Agentes de seguridad rusos detuvieron a un general de alto rango el martes temprano, ampliando una purga del extenso Ministerio de Defensa del país en medio de una reestructuración más amplia de su gobierno por parte del presidente Vladimir V. Putin.
El teniente general Yuri Kuznetsov, que supervisó el departamento de personal del ministerio, fue detenido acusado de soborno «a gran escala», según informó el Comité de Investigación de Rusia, una agencia federal encargada de hacer cumplir la ley. dijo en un comunicado el martes.
Su detención se produjo después de que Putin inesperadamente remoto su antiguo ministro de Defensa, Sergei K. Shoigu, de su puesto y lo reemplazó con un miembro de su equipo económico.
Los fiscales dijeron que el general Kuznetsov recibió un soborno de “intereses comerciales” entre 2021 y 2023, cuando trabajaba en la protección de secretos de estado en el Estado Mayor de las Fuerzas Armadas. Los fiscales afirmaron que los agentes de seguridad descubrieron dinero en efectivo equivalente a 1 millón de dólares y artículos de lujo durante un registro en la casa del general Kuznetsov.
Oficial de carrera, el general Kuznetsov trabajó en el Estado Mayor durante 13 años antes de asumir su puesto en el Ministerio de Defensa en 2023.
El general Kuznetsov es el segundo alto funcionario de defensa ruso detenido en el último mes. Un viceministro de Defensa, Timur Ivanov, fue detenido y acusado en abril del mismo delito: soborno “a gran escala”.

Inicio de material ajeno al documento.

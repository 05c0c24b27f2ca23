//! Core module - The numeric-token model behind sequence detection
//!
//! This module provides:
//! - Frame-time parsing with graceful degradation (parse)
//! - Numeric-run extraction from filename strings (scan)
//! - The ordered token vector and its comparisons (numbers)

pub mod numbers;
pub mod parse;
pub mod scan;
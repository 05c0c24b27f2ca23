//! frameseq - Numeric-token core for detecting file sequences in directory listings
//!
//! frameseq provides:
//! - Extraction of numeric runs from a filename (`scan_numbers`, `FrameNumbers::from_filename`)
//! - Padding and digit-count analysis of numeric literals (`padding`, `digit_count`)
//! - An aligned ordering over token vectors for sorting sequence candidates (`cmp_aligned`)
//! - A value-only range equality for bucketing filenames into sequences (`range_equals`)
//!
//! The crate deliberately stops at the numeric-token model: directory
//! traversal, glob matching, range compression and any CLI belong to the
//! callers that feed it filenames and consume its grouping decisions.

pub mod core;

pub use crate::core::numbers::{digit_count, padding, FrameNumbers, NumberToken};
pub use crate::core::parse::{parse_time, time_or_zero, ParseTimeError, Time};
pub use crate::core::scan::scan_numbers;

Ivanov era conocido por el estilo de vida extravagante de su esposa y era ampliamente visto como un protegido de Shoigu. La reorganización más amplia de Putin de los altos puestos de seguridad esta semana indica un enfoque en mejorar la gestión de los recursos militares rusos, con el fin de sobrevivir a Ucrania en una guerra de desgaste. Este enfoque en la gestión de recursos podría explicar en parte los intentos del gobierno de actuar contra la corrupción.

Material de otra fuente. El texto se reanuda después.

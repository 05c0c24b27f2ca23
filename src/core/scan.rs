//! Numeric-run extraction
//!
//! Scans a filename left to right for maximal digit runs, optionally
//! sign-prefixed:
//! `cam1_f0100.jpg` -> `["1", "0100"]`
//! `v-10.png`       -> `["-10"]`
//!
//! The runs keep their exact spelling (leading zeros, sign, width) so the
//! padding analysis downstream sees what was actually on disk.

use once_cell::sync::Lazy;
use regex::Regex;

/// Static regex for numeric runs inside a filename.
/// Format: optional sign, then one or more decimal digits.
static NUMBER_RUN_RE: Lazy<Regex> =
    Lazy::new(|| Regex::new(r"[+-]?[0-9]+").expect("Invalid NUMBER_RUN_RE regex"));

/// Extract every numeric run from `filename`, in order of appearance.
///
/// Returns borrowed slices of the input; an empty vector means the filename
/// carries no digits at all and cannot belong to any sequence.
pub fn scan_numbers(filename: &str) -> Vec<&str> {
    NUMBER_RUN_RE
        .find_iter(filename)
        .map(|m| m.as_str())
        .collect()
}

#[cfg(test)]
mod tests {
    use super::*;

    #[test]
    fn test_scan_single_run() {
        assert_eq!(scan_numbers("img_0001.png"), vec!["0001"]);
    }

    #[test]
    fn test_scan_multiple_runs_in_order() {
        assert_eq!(scan_numbers("cam1_f0100.jpg"), vec!["1", "0100"]);
        assert_eq!(scan_numbers("s01e02_take3.mov"), vec!["01", "02", "3"]);
    }

    #[test]
    fn test_scan_no_digits() {
        assert!(scan_numbers("readme.txt").is_empty());
        assert!(scan_numbers("").is_empty());
    }

    #[test]
    fn test_scan_sign_prefix() {
        // A dash directly before digits is read as a sign.
        assert_eq!(scan_numbers("v-10.png"), vec!["-10"]);
        assert_eq!(scan_numbers("offset+05.exr"), vec!["+05"]);
    }

    #[test]
    fn test_scan_runs_are_maximal() {
        assert_eq!(scan_numbers("a1200b"), vec!["1200"]);
        assert_eq!(scan_numbers("000"), vec!["000"]);
    }

    #[test]
    fn test_scan_preserves_spelling() {
        let runs = scan_numbers("shot_007_0042.png");
        assert_eq!(runs, vec!["007", "0042"]);
    }
}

Durante mucho tiempo se ha percibido ampliamente que el Ministerio de Defensa de Rusia es un foco de corrupción. Algunos analistas han dicho que el robo sistemático de contratos de defensa estatales fue una de las razones de la desastrosa invasión inicial de Ucrania por parte del ejército ruso en 2022. cuando las divisiones nominalmente modernizadas fueron enviadas a la batalla con equipos obsoletos e insuficientes.
En Rusia, los partidarios ultranacionalistas de la guerra en Ucrania han culpado a lo que perciben como avaricia y distanciamiento de los generales de alto rango por las grandes pérdidas militares y las escasas ganancias territoriales.
El principal rival de Shoigu, el señor de la guerra ultranacionalista Yevgeny V. Prigozhin, aprovechó el año pasado este descontento popular con el alto mando para lanzar un motín que se produjo a 120 millas de Moscú, sacudiendo brevemente el control de Putin en el poder. (El Sr. Prigozhin finalmente dio marcha atrás y murió varios meses después en un accidente aéreo).
Destacados comentaristas ultranacionalistas han saludado los arrestos de Ivanov y el general Kuznetsov, así como la degradación de Shoigu, con silencioso júbilo, sugiriendo que la corrupción militar de alto nivel sigue siendo un tema galvanizador para los partidarios de la guerra, así como una amenaza política. al señor Putin.
Mikhail Zvinchuk, uno de los blogueros militares más leídos de Rusia, escribió el lunes que esperaba que la degradación de Shoigu condujera a “una auditoría integral y una revisión de todos los modelos financieros del Ministerio de Defensa”.
Otro bloguero militar pro guerra, Kirill Fedorov, que tiene medio millón de suscriptores en Telegram, una aplicación de mensajería, tituló el martes un vídeo sobre el arresto del general Kuznetsov “¿Es 1937 otra vez?”, en referencia a la brutal purga de generales y militares llevada a cabo por Joseph Stalin. otros miembros de la élite soviética.